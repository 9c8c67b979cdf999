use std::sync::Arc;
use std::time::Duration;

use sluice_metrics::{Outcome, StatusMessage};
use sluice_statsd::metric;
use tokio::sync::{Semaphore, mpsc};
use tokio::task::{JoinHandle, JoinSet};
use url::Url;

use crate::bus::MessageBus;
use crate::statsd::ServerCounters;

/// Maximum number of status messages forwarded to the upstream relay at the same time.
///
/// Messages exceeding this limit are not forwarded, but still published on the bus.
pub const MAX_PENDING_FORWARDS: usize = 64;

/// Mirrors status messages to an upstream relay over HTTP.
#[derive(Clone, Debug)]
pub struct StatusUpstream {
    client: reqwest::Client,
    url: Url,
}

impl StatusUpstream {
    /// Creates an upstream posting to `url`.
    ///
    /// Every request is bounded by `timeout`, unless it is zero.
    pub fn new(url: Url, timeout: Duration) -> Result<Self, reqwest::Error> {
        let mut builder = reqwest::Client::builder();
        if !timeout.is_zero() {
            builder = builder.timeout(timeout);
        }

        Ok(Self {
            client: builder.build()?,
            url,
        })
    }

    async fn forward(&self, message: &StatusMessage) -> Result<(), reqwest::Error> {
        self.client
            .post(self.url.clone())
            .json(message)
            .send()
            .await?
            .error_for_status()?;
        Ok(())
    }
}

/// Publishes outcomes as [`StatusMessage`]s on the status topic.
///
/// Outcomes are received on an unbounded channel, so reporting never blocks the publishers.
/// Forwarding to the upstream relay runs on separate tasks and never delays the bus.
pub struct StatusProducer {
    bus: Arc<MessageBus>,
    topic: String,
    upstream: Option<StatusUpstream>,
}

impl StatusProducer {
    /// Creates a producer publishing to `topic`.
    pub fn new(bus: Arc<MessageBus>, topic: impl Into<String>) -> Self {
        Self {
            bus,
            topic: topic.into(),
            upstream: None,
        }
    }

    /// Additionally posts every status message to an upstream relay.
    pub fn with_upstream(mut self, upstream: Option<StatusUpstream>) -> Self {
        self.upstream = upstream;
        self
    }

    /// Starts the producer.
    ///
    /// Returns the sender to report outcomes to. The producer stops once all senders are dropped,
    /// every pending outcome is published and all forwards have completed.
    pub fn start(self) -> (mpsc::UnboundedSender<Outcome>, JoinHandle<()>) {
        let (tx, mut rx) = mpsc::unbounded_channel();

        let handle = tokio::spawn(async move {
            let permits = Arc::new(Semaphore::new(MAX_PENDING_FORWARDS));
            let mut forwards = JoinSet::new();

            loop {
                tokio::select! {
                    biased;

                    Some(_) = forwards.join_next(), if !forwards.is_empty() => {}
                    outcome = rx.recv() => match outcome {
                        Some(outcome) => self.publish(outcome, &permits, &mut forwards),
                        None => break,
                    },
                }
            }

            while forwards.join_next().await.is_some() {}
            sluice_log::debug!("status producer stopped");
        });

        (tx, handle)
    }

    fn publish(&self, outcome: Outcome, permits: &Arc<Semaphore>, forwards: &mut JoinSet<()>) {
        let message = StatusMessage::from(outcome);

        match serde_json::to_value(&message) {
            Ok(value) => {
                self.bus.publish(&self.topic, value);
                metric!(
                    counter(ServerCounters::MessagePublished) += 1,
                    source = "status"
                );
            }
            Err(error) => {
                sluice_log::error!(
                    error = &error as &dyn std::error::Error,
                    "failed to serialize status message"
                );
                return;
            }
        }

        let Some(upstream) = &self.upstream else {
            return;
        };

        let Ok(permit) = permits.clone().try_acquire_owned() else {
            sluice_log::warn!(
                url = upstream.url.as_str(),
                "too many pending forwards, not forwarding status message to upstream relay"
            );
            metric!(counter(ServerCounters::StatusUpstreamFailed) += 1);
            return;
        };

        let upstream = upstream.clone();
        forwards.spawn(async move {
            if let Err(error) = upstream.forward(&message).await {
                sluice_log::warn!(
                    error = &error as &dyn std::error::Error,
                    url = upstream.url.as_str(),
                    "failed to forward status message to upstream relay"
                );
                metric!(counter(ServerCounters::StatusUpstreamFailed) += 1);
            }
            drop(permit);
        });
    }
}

□ □ □ □

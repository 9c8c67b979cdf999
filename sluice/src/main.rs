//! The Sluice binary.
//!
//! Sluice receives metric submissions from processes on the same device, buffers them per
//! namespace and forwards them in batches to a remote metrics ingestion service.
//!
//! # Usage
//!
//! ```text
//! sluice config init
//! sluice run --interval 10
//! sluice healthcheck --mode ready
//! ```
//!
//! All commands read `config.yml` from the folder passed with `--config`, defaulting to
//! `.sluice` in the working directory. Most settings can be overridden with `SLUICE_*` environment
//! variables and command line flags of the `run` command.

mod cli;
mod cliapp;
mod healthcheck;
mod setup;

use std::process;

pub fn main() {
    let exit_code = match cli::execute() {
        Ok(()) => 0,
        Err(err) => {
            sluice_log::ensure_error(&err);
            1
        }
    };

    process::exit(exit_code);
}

□ □ □ □

▶ **WORK ORDER**
Once you find the line with "pub fn start(self)" above, print it and every line after it up to and including the line with "Some(outcome) => self.publish(outcome, &permits, &mut", exactly as written and nothing else.

▶ **WRITTEN RESPONSE**
    pub fn start(self) -> (mpsc::UnboundedSender<Outcome>, JoinHandle<()>) {
        let (tx, mut rx) = mpsc::unbounded_channel();

        let handle = tokio::spawn(async move {
            let permits = Arc::new(Semaphore::new(MAX_PENDING_FORWARDS));
            let mut forwards = JoinSet::new();

            loop {
                tokio::select! {
                    biased;

                    Some(_) = forwards.join_next(), if !forwards.is_empty() => {}
                    outcome = rx.recv() => match outcome {
                        Some(outcome) => self.publish(outcome, &permits, &mut forwards),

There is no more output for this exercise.